Today we went to church. Brass instruments, flowers at the altar, a choir that spilled over the edges of the platform. Daddy stuck his name tag to your shoe (the gold shoe, with tiny star cutouts) and you spent much of the service trying to remove it. You babbled during the alleluias and leaned forward attentively during the children's sermon. The sky was an even, bright blue, the grass newly green. 62 degrees.

Elsewhere, Grandma Dorothy and her sisters and her father gathered around Momo and Momo took her last breath. I do not know the details yet and I will never know exactly what her loss will mean to each member of her family. The part of me that loves a parallel narrative hoped that maybe Momo would breathe her last breath yesterday. That way, Dorothy and her sisters and her father could have gone to church today together, could have been surrounded by brass instruments and flowers and a choir that spilled over the edges of the platform. They could have been reminded that death never has the last word, they could have been filled with life and hope and promise. Momo's death today reminds me that our bodies are finite, that no amount of belief will resurrect our flesh, that in spite of great love and faith we will all die someday. God does not save our bodies from that.
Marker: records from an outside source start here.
//! Dulmage-Mendelsohn decomposition of a dependency pattern.
//!
//! The coarse decomposition splits rows and columns into an underdetermined
//! part, a square part and an overdetermined part:
//!
//! ```text
//!          C0   C1   C2   C3
//!   R1  [  x    x    x    x  ]   underdetermined: (R1, C0 ∪ C1)
//!   R2  [            x    x  ]   square:          (R2, C2)
//!   R3  [                 x  ]   overdetermined:  (R3 ∪ R0, C3)
//!   R0  [                 x  ]
//! ```
//!
//! `C0` are the unmatched columns and `R0` the unmatched rows of a maximum
//! matching. The square part is further split into its strongly connected
//! blocks, ordered so that every block only uses columns of itself and of
//! earlier blocks.
//!
//! Ordering is deterministic: rows inside a block keep their original order,
//! and among blocks whose predecessors are all placed, the one holding the
//! smallest original row goes first.

use petgraph::algo::tarjan_scc;
use petgraph::graph::DiGraph;
use serde::{Deserialize, Serialize};
use std::cmp::Reverse;
use std::collections::{BTreeSet, BinaryHeap, VecDeque};
use tracing::debug;

use super::dependency::DependencyPattern;
use super::matching::Matching;

/// Row/column permutations with fine and coarse block boundaries.
///
/// New row `i` is original row `row_perm[i]`. Fine block `b` spans rows
/// `row_blocks[b]..row_blocks[b + 1]` and columns
/// `col_blocks[b]..col_blocks[b + 1]`.
#[derive(Debug, Clone, PartialEq, Eq, Serialize, Deserialize)]
pub struct Decomposition {
    pub row_perm: Vec<usize>,
    pub col_perm: Vec<usize>,
    pub row_blocks: Vec<usize>,
    pub col_blocks: Vec<usize>,
    /// Bounds of `R1 | R2 | R3 | R0` in the permuted row order.
    pub coarse_row_blocks: [usize; 5],
    /// Bounds of `C0 | C1 | C2 | C3` in the permuted column order.
    pub coarse_col_blocks: [usize; 5],
}

impl Decomposition {
    pub fn num_blocks(&self) -> usize {
        self.row_blocks.len().saturating_sub(1)
    }

    /// Number of columns in the underdetermined part.
    pub fn underdetermined_cols(&self) -> usize {
        self.coarse_col_blocks[2]
    }

    /// Number of rows in the overdetermined part.
    pub fn overdetermined_rows(&self) -> usize {
        self.coarse_row_blocks[4] - self.coarse_row_blocks[2]
    }

    /// True when the whole pattern lies in the square part.
    pub fn is_structurally_nonsingular(&self) -> bool {
        self.underdetermined_cols() == 0 && self.overdetermined_rows() == 0
    }
}

/// Source of block-triangular decompositions.
pub trait BlockOracle {
    fn decompose(&self, pattern: &DependencyPattern) -> Decomposition;
}

/// Hopcroft-Karp matching, alternating-path coarse partition and Tarjan SCCs.
#[derive(Debug, Clone, Copy, Default)]
pub struct DulmageMendelsohn;

impl BlockOracle for DulmageMendelsohn {
    fn decompose(&self, pattern: &DependencyPattern) -> Decomposition {
        let (m, n) = pattern.shape();
        let rows = pattern.to_rows();
        let mut cols: Vec<Vec<usize>> = vec![Vec::new(); n];
        for (i, r) in rows.iter().enumerate() {
            for &j in r {
                cols[j].push(i);
            }
        }
        let matching = Matching::maximum(pattern);

        // Underdetermined: alternate column -> row -> matched column from free columns.
        let mut under_row = vec![false; m];
        let mut under_col = vec![false; n];
        let mut queue: VecDeque<usize> = matching.unmatched_cols().collect();
        for &j in &queue {
            under_col[j] = true;
        }
        while let Some(j) = queue.pop_front() {
            for &i in &cols[j] {
                if under_row[i] {
                    continue;
                }
                under_row[i] = true;
                if let Some(k) = matching.row_to_col[i] {
                    if !under_col[k] {
                        under_col[k] = true;
                        queue.push_back(k);
                    }
                }
            }
        }

        // Overdetermined: alternate row -> column -> matched row from free rows.
        let mut over_row = vec![false; m];
        let mut over_col = vec![false; n];
        let mut queue: VecDeque<usize> = matching.unmatched_rows().collect();
        for &i in &queue {
            over_row[i] = true;
        }
        while let Some(i) = queue.pop_front() {
            for &j in &rows[i] {
                if over_col[j] {
                    continue;
                }
                over_col[j] = true;
                if let Some(k) = matching.col_to_row[j] {
                    if !over_row[k] {
                        over_row[k] = true;
                        queue.push_back(k);
                    }
                }
            }
        }

        let r1: Vec<usize> = (0..m).filter(|&i| under_row[i]).collect();
        let r3: Vec<usize> = (0..m)
            .filter(|&i| over_row[i] && matching.row_to_col[i].is_some())
            .collect();
        let r0: Vec<usize> = matching.unmatched_rows().collect();
        let c0: Vec<usize> = matching.unmatched_cols().collect();
        let c1: Vec<usize> = (0..n)
            .filter(|&j| under_col[j] && matching.col_to_row[j].is_some())
            .collect();
        let c3: Vec<usize> = (0..n).filter(|&j| over_col[j]).collect();
        let square: Vec<usize> = (0..m)
            .filter(|&i| !under_row[i] && !over_row[i])
            .collect();

        let mut row_perm = Vec::with_capacity(m);
        let mut col_perm = Vec::with_capacity(n);
        let mut row_blocks = vec![0];
        let mut col_blocks = vec![0];

        if !r1.is_empty() || !c0.is_empty() || !c1.is_empty() {
            row_perm.extend(&r1);
            col_perm.extend(&c0);
            col_perm.extend(&c1);
            row_blocks.push(row_perm.len());
            col_blocks.push(col_perm.len());
        }
        let coarse_rows_1 = r1.len();
        let coarse_cols_1 = c0.len();
        let coarse_cols_2 = c0.len() + c1.len();

        for block in fine_blocks(&square, &rows, &matching) {
            for &i in &block {
                row_perm.push(i);
                if let Some(j) = matching.row_to_col[i] {
                    col_perm.push(j);
                }
            }
            row_blocks.push(row_perm.len());
            col_blocks.push(col_perm.len());
        }
        let coarse_rows_2 = row_perm.len();
        let coarse_cols_3 = col_perm.len();

        if !r3.is_empty() || !r0.is_empty() || !c3.is_empty() {
            row_perm.extend(&r3);
            row_perm.extend(&r0);
            col_perm.extend(&c3);
            row_blocks.push(row_perm.len());
            col_blocks.push(col_perm.len());
        }

        let decomposition = Decomposition {
            row_perm,
            col_perm,
            row_blocks,
            col_blocks,
            coarse_row_blocks: [0, coarse_rows_1, coarse_rows_2, coarse_rows_2 + r3.len(), m],
            coarse_col_blocks: [0, coarse_cols_1, coarse_cols_2, coarse_cols_3, n],
        };
        debug!(
            "Dulmage-Mendelsohn: {}x{} pattern, matching size {}, {} blocks",
            m,
            n,
            matching.size(),
            decomposition.num_blocks()
        );
        decomposition
    }
}

/// Strongly connected blocks of the square part in a deterministic topological order.
fn fine_blocks(square: &[usize], rows: &[Vec<usize>], matching: &Matching) -> Vec<Vec<usize>> {
    if square.is_empty() {
        return Vec::new();
    }
    let mut graph: DiGraph<usize, ()> = DiGraph::with_capacity(square.len(), 0);
    let mut node_of_row = vec![None; rows.len()];
    for &i in square {
        node_of_row[i] = Some(graph.add_node(i));
    }
    // Edge k -> i when row i uses the column matched to row k.
    for &i in square {
        let Some(target) = node_of_row[i] else { continue };
        for &j in &rows[i] {
            let Some(k) = matching.col_to_row[j] else { continue };
            if k == i {
                continue;
            }
            if let Some(source) = node_of_row[k] {
                graph.update_edge(source, target, ());
            }
        }
    }

    let mut sccs: Vec<Vec<usize>> = tarjan_scc(&graph)
        .into_iter()
        .map(|component| {
            let mut rows: Vec<usize> = component.iter().map(|&v| graph[v]).collect();
            rows.sort_unstable();
            rows
        })
        .collect();
    // Number components by their smallest row.
    sccs.sort_unstable_by_key(|block| block[0]);

    let mut block_of_row = vec![usize::MAX; rows.len()];
    for (b, block) in sccs.iter().enumerate() {
        for &i in block {
            block_of_row[i] = b;
        }
    }

    let nb = sccs.len();
    let mut successors: Vec<BTreeSet<usize>> = vec![BTreeSet::new(); nb];
    let mut indegree = vec![0usize; nb];
    for edge in graph.raw_edges() {
        let from = block_of_row[graph[edge.source()]];
        let to = block_of_row[graph[edge.target()]];
        if from != to && successors[from].insert(to) {
            indegree[to] += 1;
        }
    }

    // Kahn's algorithm, smallest leading row first.
    let mut ready: BinaryHeap<Reverse<(usize, usize)>> = (0..nb)
        .filter(|&b| indegree[b] == 0)
        .map(|b| Reverse((sccs[b][0], b)))
        .collect();
    let mut order = Vec::with_capacity(nb);
    while let Some(Reverse((_, b))) = ready.pop() {
        order.push(b);
        for &s in &successors[b] {
            indegree[s] -= 1;
            if indegree[s] == 0 {
                ready.push(Reverse((sccs[s][0], s)));
            }
        }
    }
    debug_assert_eq!(order.len(), nb);

    let mut slots: Vec<Option<Vec<usize>>> = sccs.into_iter().map(Some).collect();
    order
        .into_iter()
        .filter_map(|b| slots[b].take())
        .collect()
}

#[cfg(test)]
mod tests {
    use super::*;

    fn decompose(ncols: usize, rows: &[Vec<usize>]) -> Decomposition {
        DulmageMendelsohn.decompose(&DependencyPattern::from_rows(ncols, rows))
    }

    #[test]
    fn test_lower_triangular_is_unchanged() {
        let d = decompose(3, &[vec![0], vec![0, 1], vec![1, 2]]);
        assert_eq!(d.row_perm, vec![0, 1, 2]);
        assert_eq!(d.col_perm, vec![0, 1, 2]);
        assert_eq!(d.row_blocks, vec![0, 1, 2, 3]);
        assert!(d.is_structurally_nonsingular());
    }

    #[test]
    fn test_upper_triangular_is_reversed() {
        let d = decompose(3, &[vec![0, 1, 2], vec![1, 2], vec![2]]);
        assert_eq!(d.row_perm, vec![2, 1, 0]);
        assert_eq!(d.col_perm, vec![2, 1, 0]);
        assert_eq!(d.num_blocks(), 3);
    }

    #[test]
    fn test_cycle_forms_one_block() {
        // rows 0 and 2 couple through columns 0 and 2; row 1 only needs column 1
        let d = decompose(3, &[vec![0, 2], vec![1], vec![0, 2]]);
        assert_eq!(d.num_blocks(), 2);
        assert_eq!(d.row_perm, vec![0, 2, 1]);
        assert_eq!(d.row_blocks, vec![0, 2, 3]);
        assert_eq!(d.col_blocks, vec![0, 2, 3]);
    }

    #[test]
    fn test_singular_coarse_partition() {
        // two equations in x0 only, x1 unused
        let d = decompose(2, &[vec![0], vec![0]]);
        assert!(!d.is_structurally_nonsingular());
        assert_eq!(d.underdetermined_cols(), 1);
        assert_eq!(d.overdetermined_rows(), 2);
        assert_eq!(d.coarse_col_blocks, [0, 1, 1, 1, 2]);
        assert_eq!(d.coarse_row_blocks, [0, 0, 0, 1, 2]);
    }

    #[test]
    fn test_empty_pattern() {
        let d = decompose(0, &[]);
        assert_eq!(d.num_blocks(), 0);
        assert!(d.is_structurally_nonsingular());
    }

    #[test]
    fn test_serializes_to_json() {
        let d = decompose(2, &[vec![0], vec![1]]);
        let json = serde_json::to_string(&d).unwrap();
        let back: Decomposition = serde_json::from_str(&json).unwrap();
        assert_eq!(back, d);
    }
}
But that limit, that ending, is a gift too, Thiz. When, just after dinner, Daddy propped you against the ottoman and you stood, for the first time, on your own two feet, when you looked at us and laughed (on your own two feet, for the first time), I was filled with great joy. A great joy made greater by the presence of death standing close by.

2 comments:

  1. Wow!!! Amazing, Thisbe! At this rate, by the time she gets to Holden, she will be ready to run to Hart Lake with grandpa Mark and plunge in. :)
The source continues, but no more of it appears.